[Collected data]
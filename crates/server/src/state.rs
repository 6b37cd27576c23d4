//! Application state and composition root
//!
//! Every component is constructed here once, with its dependencies passed
//! explicitly. There is no runtime container or scanning; the wiring below
//! IS the dependency graph.

use anyhow::Context;
use chatmem_cache::{BoundedQueueCache, BufferCache};
use chatmem_config::Settings;
use chatmem_extraction::{BoundaryDetector, EpisodeExtractor, MemCellExtractor};
use chatmem_llm::{Embedder, HttpEmbedder, LlmBackend, OpenAiBackend};
use chatmem_pipeline::{GroupDispatcher, MemorizePipeline};
use chatmem_retrieval::{AgenticRetriever, HybridRetriever, Retriever};
use chatmem_storage::{
    ConversationMetaStore, GroupProfileStore, QdrantVectorIndex, RecordStore, ScyllaClient,
    ScyllaConversationMetaStore, ScyllaGroupProfileStore, ScyllaRecordStore, TantivyTextIndex,
    TextIndex, TripleStoreWriter, VectorIndex,
};
use std::sync::Arc;

/// Shared application state
#[derive(Clone)]
pub struct AppState {
    pub settings: Arc<Settings>,
    pub buffer: Arc<dyn BufferCache>,
    pub dispatcher: Arc<GroupDispatcher>,
    pub retriever: Arc<dyn Retriever>,
    pub agentic: Arc<AgenticRetriever>,
    pub records: Arc<dyn RecordStore>,
    pub profiles: Arc<dyn GroupProfileStore>,
    pub meta: Arc<dyn ConversationMetaStore>,
    pub writer: Arc<TripleStoreWriter>,
}

impl AppState {
    /// Connect every backend and wire the component graph
    pub async fn init(settings: Settings) -> anyhow::Result<Self> {
        let settings = Arc::new(settings);

        // External collaborators
        let cache: Arc<dyn BufferCache> = Arc::new(
            BoundedQueueCache::connect(&settings.redis.url, settings.queue.clone())
                .await
                .context("connecting to Redis buffer cache")?,
        );

        let scylla = ScyllaClient::connect(settings.storage.clone())
            .await
            .context("connecting to ScyllaDB")?;
        scylla
            .ensure_schema()
            .await
            .context("ensuring ScyllaDB schema")?;

        let embedder: Arc<dyn Embedder> = Arc::new(
            HttpEmbedder::new(settings.embedding.clone()).context("building embedding client")?,
        );

        let vectors_impl = QdrantVectorIndex::connect(
            settings.vector_index.clone(),
            settings.embedding.dim,
        )
        .await
        .context("connecting to Qdrant")?;
        vectors_impl
            .ensure_collection()
            .await
            .context("ensuring Qdrant collection")?;
        let vectors: Arc<dyn VectorIndex> = Arc::new(vectors_impl);

        let text: Arc<dyn TextIndex> = Arc::new(match &settings.text_index.path {
            Some(path) => TantivyTextIndex::open(path).context("opening text index")?,
            None => {
                tracing::warn!("no text index path configured, using an in-memory index");
                TantivyTextIndex::in_ram().context("creating in-memory text index")?
            }
        });

        let llm: Arc<dyn LlmBackend> =
            Arc::new(OpenAiBackend::new(settings.llm.clone()).context("building LLM backend")?);

        // Stores
        let records: Arc<dyn RecordStore> = Arc::new(ScyllaRecordStore::new(scylla.clone()));
        let profiles: Arc<dyn GroupProfileStore> =
            Arc::new(ScyllaGroupProfileStore::new(scylla.clone()));
        let meta: Arc<dyn ConversationMetaStore> =
            Arc::new(ScyllaConversationMetaStore::new(scylla));

        // Write path
        let writer = Arc::new(TripleStoreWriter::new(
            records.clone(),
            text.clone(),
            vectors.clone(),
            embedder.clone(),
        ));

        let pipeline = Arc::new(MemorizePipeline::new(
            cache.clone(),
            BoundaryDetector::new(llm.clone(), settings.boundary.clone()),
            MemCellExtractor::new(llm.clone()),
            EpisodeExtractor::new(llm.clone()),
            writer.clone(),
            settings.episode.batch_size,
        ));

        let dispatcher = Arc::new(GroupDispatcher::new(
            settings.dispatcher.clone(),
            pipeline,
        ));
        dispatcher.start();

        // Read path
        let hybrid = Arc::new(HybridRetriever::new(
            text,
            vectors,
            embedder,
            settings.retrieval.clone(),
        ));
        let retriever: Arc<dyn Retriever> = hybrid;
        let agentic = Arc::new(AgenticRetriever::new(
            retriever.clone(),
            llm,
            settings.agentic.clone(),
        ));

        tracing::info!("application state initialized");
        Ok(Self {
            settings,
            buffer: cache,
            dispatcher,
            retriever,
            agentic,
            records,
            profiles,
            meta,
            writer,
        })
    }
}
//! Configuration for the chatmem memory service
//!
//! Settings are layered: struct defaults, then `config/default.yaml`, then
//! `config/{environment}.yaml`, then `CHATMEM__*` environment variables.
//! A handful of well-known provider variables (`LLM_API_KEY`, `EMB_BASE_URL`,
//! `REDIS_URL`, ...) are read directly as defaults so deployments can set
//! only those.

pub mod constants;
pub mod settings;

pub use settings::{
    load_settings, AgenticConfig, BoundaryConfig, DispatcherConfig, EmbeddingConfig,
    EpisodeConfig, LlmProviderConfig, ObservabilityConfig, QueueConfig, RedisConfig,
    RetrievalConfig, RuntimeEnvironment, ServerConfig, Settings, StorageConfig,
    TextIndexConfig, VectorIndexConfig,
};

use thiserror::Error;

/// Configuration errors
#[derive(Error, Debug)]
pub enum ConfigError {
    #[error("failed to load configuration: {0}")]
    Load(#[from] config::ConfigError),

    #[error("invalid configuration: {0}")]
    Invalid(String),
}
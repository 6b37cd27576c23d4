//! Vector index using Qdrant
//!
//! Dense side of the triple store: cosine kNN over record embeddings, with
//! the same scope and time filters the text index applies. Point ids are
//! the record event ids, so compensating deletes address both indices the
//! same way.

use crate::{DeleteFilter, IndexFilter, IndexHit, StorageError};
use async_trait::async_trait;
use chatmem_core::MemoryRecord;
use qdrant_client::qdrant::{
    value::Kind, Condition, CreateCollectionBuilder, DeletePointsBuilder, Distance, Filter,
    PointId, PointStruct, PointsIdsList, Range, ScoredPoint, SearchPointsBuilder,
    UpsertPointsBuilder, VectorParamsBuilder,
};
use qdrant_client::{Payload, Qdrant};
use chatmem_config::VectorIndexConfig;

/// Vector index contract
#[async_trait]
pub trait VectorIndex: Send + Sync {
    /// Upsert one record with its embedding
    async fn upsert(&self, record: &MemoryRecord, embedding: Vec<f32>)
        -> Result<(), StorageError>;

    /// Cosine kNN with scope/time filters
    async fn search(
        &self,
        embedding: &[f32],
        limit: usize,
        filter: &IndexFilter,
    ) -> Result<Vec<IndexHit>, StorageError>;

    async fn delete_by_event_id(&self, event_id: &str) -> Result<(), StorageError>;

    async fn delete_by_filters(&self, filter: &DeleteFilter) -> Result<(), StorageError>;
}

/// Qdrant-backed vector index
pub struct QdrantVectorIndex {
    client: Qdrant,
    config: VectorIndexConfig,
    vector_dim: usize,
}

impl QdrantVectorIndex {
    pub async fn connect(
        config: VectorIndexConfig,
        vector_dim: usize,
    ) -> Result<Self, StorageError> {
        let mut builder = Qdrant::from_url(&config.endpoint);
        if let Some(ref api_key) = config.api_key {
            builder = builder.api_key(api_key.clone());
        }
        let client = builder
            .build()
            .map_err(|e| StorageError::Connection(e.to_string()))?;

        Ok(Self {
            client,
            config,
            vector_dim,
        })
    }

    /// Create the collection if it does not exist
    pub async fn ensure_collection(&self) -> Result<(), StorageError> {
        let exists = self
            .client
            .collection_exists(&self.config.collection)
            .await
            .map_err(|e| StorageError::VectorStore(e.to_string()))?;

        if !exists {
            self.client
                .create_collection(
                    CreateCollectionBuilder::new(&self.config.collection).vectors_config(
                        VectorParamsBuilder::new(self.vector_dim as u64, Distance::Cosine),
                    ),
                )
                .await
                .map_err(|e| StorageError::VectorStore(e.to_string()))?;
            tracing::info!(collection = %self.config.collection, dim = self.vector_dim, "vector collection created");
        }

        Ok(())
    }

    fn build_filter(&self, filter: &IndexFilter) -> Option<Filter> {
        let mut must: Vec<Condition> = Vec::new();

        let user_cond = filter
            .user_id
            .as_ref()
            .map(|u| Condition::matches("user_id", u.clone()));
        let group_cond = filter
            .group_id
            .as_ref()
            .filter(|g| !g.is_empty())
            .map(|g| Condition::matches("group_id", g.clone()));

        match (user_cond, group_cond, filter.any_scope) {
            (Some(u), Some(g), true) => {
                // At-least-one semantics need a nested should filter; a
                // top-level should next to must clauses is only a boost
                must.push(Condition::from(Filter::should([u, g])));
            }
            (u, g, _) => {
                must.extend(u);
                must.extend(g);
            }
        }

        if let Some(kind) = filter.record_type {
            must.push(Condition::matches("record_type", kind.as_str().to_string()));
        }

        if filter.start_ms.is_some() || filter.end_ms.is_some() {
            must.push(Condition::range(
                "timestamp_ms",
                Range {
                    gte: filter.start_ms.map(|v| v as f64),
                    lte: filter.end_ms.map(|v| v as f64),
                    ..Range::default()
                },
            ));
        }

        if must.is_empty() {
            None
        } else {
            Some(Filter::must(must))
        }
    }

    fn point_to_hit(point: ScoredPoint) -> IndexHit {
        let mut hit = IndexHit {
            event_id: String::new(),
            score: point.score,
            subject: String::new(),
            summary: String::new(),
            episode: String::new(),
            timestamp_ms: 0,
            tz_offset_secs: 0,
            start_ms: None,
            end_ms: None,
        };

        for (key, value) in point.payload {
            match (key.as_str(), value.kind) {
                ("event_id", Some(Kind::StringValue(s))) => hit.event_id = s,
                ("subject", Some(Kind::StringValue(s))) => hit.subject = s,
                ("summary", Some(Kind::StringValue(s))) => hit.summary = s,
                ("episode", Some(Kind::StringValue(s))) => hit.episode = s,
                ("timestamp_ms", Some(Kind::IntegerValue(i))) => hit.timestamp_ms = i,
                ("tz_offset_secs", Some(Kind::IntegerValue(i))) => hit.tz_offset_secs = i as i32,
                ("start_ms", Some(Kind::IntegerValue(i))) => hit.start_ms = Some(i),
                ("end_ms", Some(Kind::IntegerValue(i))) => hit.end_ms = Some(i),
                _ => {}
            }
        }

        // Fall back to the point id when the payload lacks the event id
        if hit.event_id.is_empty() {
            if let Some(pid) = point.id {
                if let Some(qdrant_client::qdrant::point_id::PointIdOptions::Uuid(u)) =
                    pid.point_id_options
                {
                    hit.event_id = u;
                }
            }
        }

        hit
    }
}

#[async_trait]
impl VectorIndex for QdrantVectorIndex {
    async fn upsert(
        &self,
        record: &MemoryRecord,
        embedding: Vec<f32>,
    ) -> Result<(), StorageError> {
        let mut payload_json = serde_json::json!({
            "event_id": record.event_id,
            "user_id": record.user_id,
            "group_id": record.group_id,
            "record_type": record.record_type.as_str(),
            "subject": record.subject,
            "summary": record.summary,
            "episode": record.episode,
            "timestamp_ms": record.timestamp.timestamp_millis(),
            "tz_offset_secs": record.timestamp.offset().local_minus_utc(),
        });
        if let Some(start) = record.start_time {
            payload_json["start_ms"] = serde_json::json!(start.timestamp_millis());
        }
        if let Some(end) = record.end_time {
            payload_json["end_ms"] = serde_json::json!(end.timestamp_millis());
        }

        let payload = Payload::try_from(payload_json)
            .map_err(|e| StorageError::Serialization(e.to_string()))?;

        let point = PointStruct::new(record.event_id.clone(), embedding, payload);
        self.client
            .upsert_points(UpsertPointsBuilder::new(
                &self.config.collection,
                vec![point],
            ))
            .await
            .map_err(|e| StorageError::VectorStore(e.to_string()))?;

        tracing::debug!(event_id = %record.event_id, "record upserted into vector index");
        Ok(())
    }

    async fn search(
        &self,
        embedding: &[f32],
        limit: usize,
        filter: &IndexFilter,
    ) -> Result<Vec<IndexHit>, StorageError> {
        let mut builder = SearchPointsBuilder::new(
            &self.config.collection,
            embedding.to_vec(),
            limit as u64,
        )
        .with_payload(true);

        if let Some(qdrant_filter) = self.build_filter(filter) {
            builder = builder.filter(qdrant_filter);
        }

        let response = self
            .client
            .search_points(builder)
            .await
            .map_err(|e| StorageError::Search(e.to_string()))?;

        Ok(response
            .result
            .into_iter()
            .map(Self::point_to_hit)
            .collect())
    }

    async fn delete_by_event_id(&self, event_id: &str) -> Result<(), StorageError> {
        let ids = PointsIdsList {
            ids: vec![PointId::from(event_id.to_string())],
        };
        self.client
            .delete_points(DeletePointsBuilder::new(&self.config.collection).points(ids))
            .await
            .map_err(|e| StorageError::VectorStore(e.to_string()))?;
        Ok(())
    }

    async fn delete_by_filters(&self, filter: &DeleteFilter) -> Result<(), StorageError> {
        filter.validate()?;

        let index_filter = IndexFilter {
            user_id: filter.user_id.clone(),
            group_id: filter.group_id.clone(),
            any_scope: filter.user_id.is_some() && filter.group_id.is_some(),
            record_type: None,
            start_ms: filter.start_ms,
            end_ms: filter.end_ms,
        };
        let Some(qdrant_filter) = self.build_filter(&index_filter) else {
            return Err(StorageError::InvalidFilter(
                "vector delete requires at least one condition".into(),
            ));
        };

        self.client
            .delete_points(
                DeletePointsBuilder::new(&self.config.collection).points(qdrant_filter),
            )
            .await
            .map_err(|e| StorageError::VectorStore(e.to_string()))?;

        tracing::info!("vector index entries deleted by filter");
        Ok(())
    }
}

#[cfg(test)]
mod tests {
    use super::*;

    fn index() -> QdrantVectorIndex {
        // Built without connecting; only filter construction is exercised
        QdrantVectorIndex {
            client: Qdrant::from_url("http://localhost:6334").build().unwrap(),
            config: VectorIndexConfig::default(),
            vector_dim: 8,
        }
    }

    #[test]
    fn test_empty_filter_builds_none() {
        assert!(index().build_filter(&IndexFilter::default()).is_none());
    }

    #[test]
    fn test_scoped_filter_builds_must_conditions() {
        let filter = index()
            .build_filter(&IndexFilter {
                user_id: Some("u1".into()),
                start_ms: Some(0),
                end_ms: Some(100),
                ..IndexFilter::default()
            })
            .unwrap();
        // user match + timestamp range
        assert_eq!(filter.must.len(), 2);
        assert!(filter.should.is_empty());
    }

    #[test]
    fn test_union_scope_nests_should_filter() {
        let filter = index()
            .build_filter(&IndexFilter {
                user_id: Some("u1".into()),
                group_id: Some("g1".into()),
                any_scope: true,
                ..IndexFilter::default()
            })
            .unwrap();
        // One nested should-filter condition, not two top-level musts
        assert_eq!(filter.must.len(), 1);
    }
}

WORK TO BE COMPLETED »
Find each line in the records above that contains "nested", and copy it.

OUTPUT OF THE EXERCISE »
                // At-least-one semantics need a nested should filter; a
        // One nested should-filter condition, not two top-level musts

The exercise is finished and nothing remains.